- Aim of the exercise
Will you return, word for word, only the lines from the top of the data below down to and including the one with "one device session"?

=== Begin Enclosure ===

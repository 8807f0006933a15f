// Session data owned by the state machine

use crate::error::BleError;
use crate::transport::ble::PeripheralDescriptor;
use serde::{Deserialize, Serialize};
use std::fmt;

/// Lifecycle of one device session
#[derive(Debug, Clone, Copy, PartialEq, Eq, Hash, Serialize, Deserialize)]
pub enum SessionState {
    Idle,
    Scanning,
    PeripheralFound,
    Connecting,
    /// Link is up, services not yet discovered
    Connected,
    ServicesDiscovered,
    EnablingNotifications,
    /// Connected, identity cached and all three notification channels active
    Ready,
}

impl SessionState {
    /// States in which the radio link to the peripheral is up
    pub fn is_connected(&self) -> bool {
        matches!(
            self,
            SessionState::Connected
                | SessionState::ServicesDiscovered
                | SessionState::EnablingNotifications
                | SessionState::Ready
        )
    }

    /// States in which an asynchronous connect step is outstanding
    pub fn is_connecting(&self) -> bool {
        matches!(
            self,
            SessionState::PeripheralFound
                | SessionState::Connecting
                | SessionState::Connected
                | SessionState::ServicesDiscovered
                | SessionState::EnablingNotifications
        )
    }

    pub fn accepts_notifications(&self) -> bool {
        matches!(
            self,
            SessionState::EnablingNotifications | SessionState::Ready
        )
    }
}

impl fmt::Display for SessionState {
    fn fmt(&self, f: &mut fmt::Formatter<'_>) -> fmt::Result {
        fmt::Debug::fmt(self, f)
    }
}

#[derive(Debug, Clone, Copy, Default, PartialEq, Eq, Serialize, Deserialize)]
pub struct NotificationFlags {
    pub tx: bool,
    pub flow_control: bool,
    pub battery: bool,
}

impl NotificationFlags {
    pub fn all_enabled(&self) -> bool {
        self.tx && self.flow_control && self.battery
    }

    pub fn none_enabled(&self) -> bool {
        !(self.tx || self.flow_control || self.battery)
    }
}

/// Which of the three notification channels a characteristic belongs to
#[derive(Debug, Clone, Copy, PartialEq, Eq)]
pub enum NotifyChannel {
    Tx,
    FlowControl,
    Battery,
}

impl NotificationFlags {
    pub fn set(&mut self, channel: NotifyChannel, enabled: bool) {
        match channel {
            NotifyChannel::Tx => self.tx = enabled,
            NotifyChannel::FlowControl => self.flow_control = enabled,
            NotifyChannel::Battery => self.battery = enabled,
        }
    }
}

/// Mutable session record. Only the controller writes it.
#[derive(Debug, Clone)]
pub struct Session {
    pub target_device_name: String,
    pub target_address: Option<String>,
    pub state: SessionState,
    pub notifications: NotificationFlags,
    pub scanning: bool,
    pub peripheral_found: bool,
    pub connected: bool,
    /// Service id and window of the scan to repeat on restart
    pub scan_service_id: Option<String>,
    pub scan_duration_secs: u64,
    pub restart_attempts: u32,
    pub last_failure: Option<BleError>,
    pub descriptor: Option<PeripheralDescriptor>,
    /// Bumped on every reset; deferred work from an older epoch is stale
    pub epoch: u64,
    /// Peripheral this side asked the stack to drop. Survives resets so the
    /// stack's echo of that disconnect is not taken for a new link loss.
    pub released_address: Option<String>,
}

impl Default for Session {
    fn default() -> Self {
        Self::new()
    }
}

impl Session {
    pub fn new() -> Self {
        Self {
            target_device_name: String::new(),
            target_address: None,
            state: SessionState::Idle,
            notifications: NotificationFlags::default(),
            scanning: false,
            peripheral_found: false,
            connected: false,
            scan_service_id: None,
            scan_duration_secs: 0,
            restart_attempts: 0,
            last_failure: None,
            descriptor: None,
            epoch: 0,
            released_address: None,
        }
    }

    pub fn select_target(&mut self, address: &str) {
        self.target_address = Some(address.to_string());
        self.released_address = None;
    }

    pub fn mark_released(&mut self, address: &str) {
        self.released_address = Some(address.to_string());
    }

    /// Consume the release mark if `address` is the peripheral we dropped.
    pub fn take_released(&mut self, address: &str) -> bool {
        match &self.released_address {
            Some(released) if released.eq_ignore_ascii_case(address) => {
                self.released_address = None;
                true
            }
            _ => false,
        }
    }

    /// A disconnect applies unless another peripheral is the target.
    pub fn disconnect_applies(&self, address: &str) -> bool {
        self.target_address
            .as_deref()
            .map_or(true, |target| target.eq_ignore_ascii_case(address))
    }

    /// Fresh scan: nothing carries over from the previous session.
    pub fn begin_scan(&mut self, device_name: String, service_id: &str, duration_secs: u64) {
        self.clear();
        self.target_device_name = device_name;
        self.scan_service_id = Some(service_id.to_string());
        self.scan_duration_secs = duration_secs;
        self.last_failure = None;
        self.scanning = true;
    }

    /// Return to `Idle`. Safe to repeat; the last failure is kept for queries.
    pub fn reset(&mut self) {
        self.clear();
        self.state = SessionState::Idle;
        self.epoch = self.epoch.wrapping_add(1);
    }

    fn clear(&mut self) {
        self.target_device_name.clear();
        self.target_address = None;
        self.notifications = NotificationFlags::default();
        self.scanning = false;
        self.peripheral_found = false;
        self.connected = false;
        self.scan_service_id = None;
        self.scan_duration_secs = 0;
        self.restart_attempts = 0;
        self.descriptor = None;
    }

    pub fn snapshot(&self) -> SessionSnapshot {
        SessionSnapshot {
            state: self.state,
            target_device_name: Some(self.target_device_name.clone()).filter(|n| !n.is_empty()),
            target_address: self.target_address.clone(),
            notifications: self.notifications,
            scanning: self.scanning,
            peripheral_found: self.peripheral_found,
            connected: self.connected,
            restart_attempts: self.restart_attempts,
            last_failure: self.last_failure.as_ref().map(ToString::to_string),
            characteristic_uuids: self
                .descriptor
                .as_ref()
                .map(PeripheralDescriptor::characteristic_uuids)
                .unwrap_or_default(),
        }
    }
}

/// Read-only view of the session for the application layer
#[derive(Debug, Clone, PartialEq, Eq, Serialize, Deserialize)]
pub struct SessionSnapshot {
    pub state: SessionState,
    pub target_device_name: Option<String>,
    pub target_address: Option<String>,
    pub notifications: NotificationFlags,
    pub scanning: bool,
    pub peripheral_found: bool,
    pub connected: bool,
    pub restart_attempts: u32,
    pub last_failure: Option<String>,
    pub characteristic_uuids: Vec<String>,
}

impl SessionSnapshot {
    /// True when no connection, scan or notification flag is set
    pub fn all_flags_clear(&self) -> bool {
        !self.scanning
            && !self.peripheral_found
            && !self.connected
            && self.notifications.none_enabled()
            && self.target_address.is_none()
            && self.target_device_name.is_none()
    }
}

=== End Enclosure ===

- Final answer
repository 8807f0006933a15f
// Session data owned by the state machine

use crate::error::BleError;
use crate::transport::ble::PeripheralDescriptor;
use serde::{Deserialize, Serialize};
use std::fmt;

/// Lifecycle of one device session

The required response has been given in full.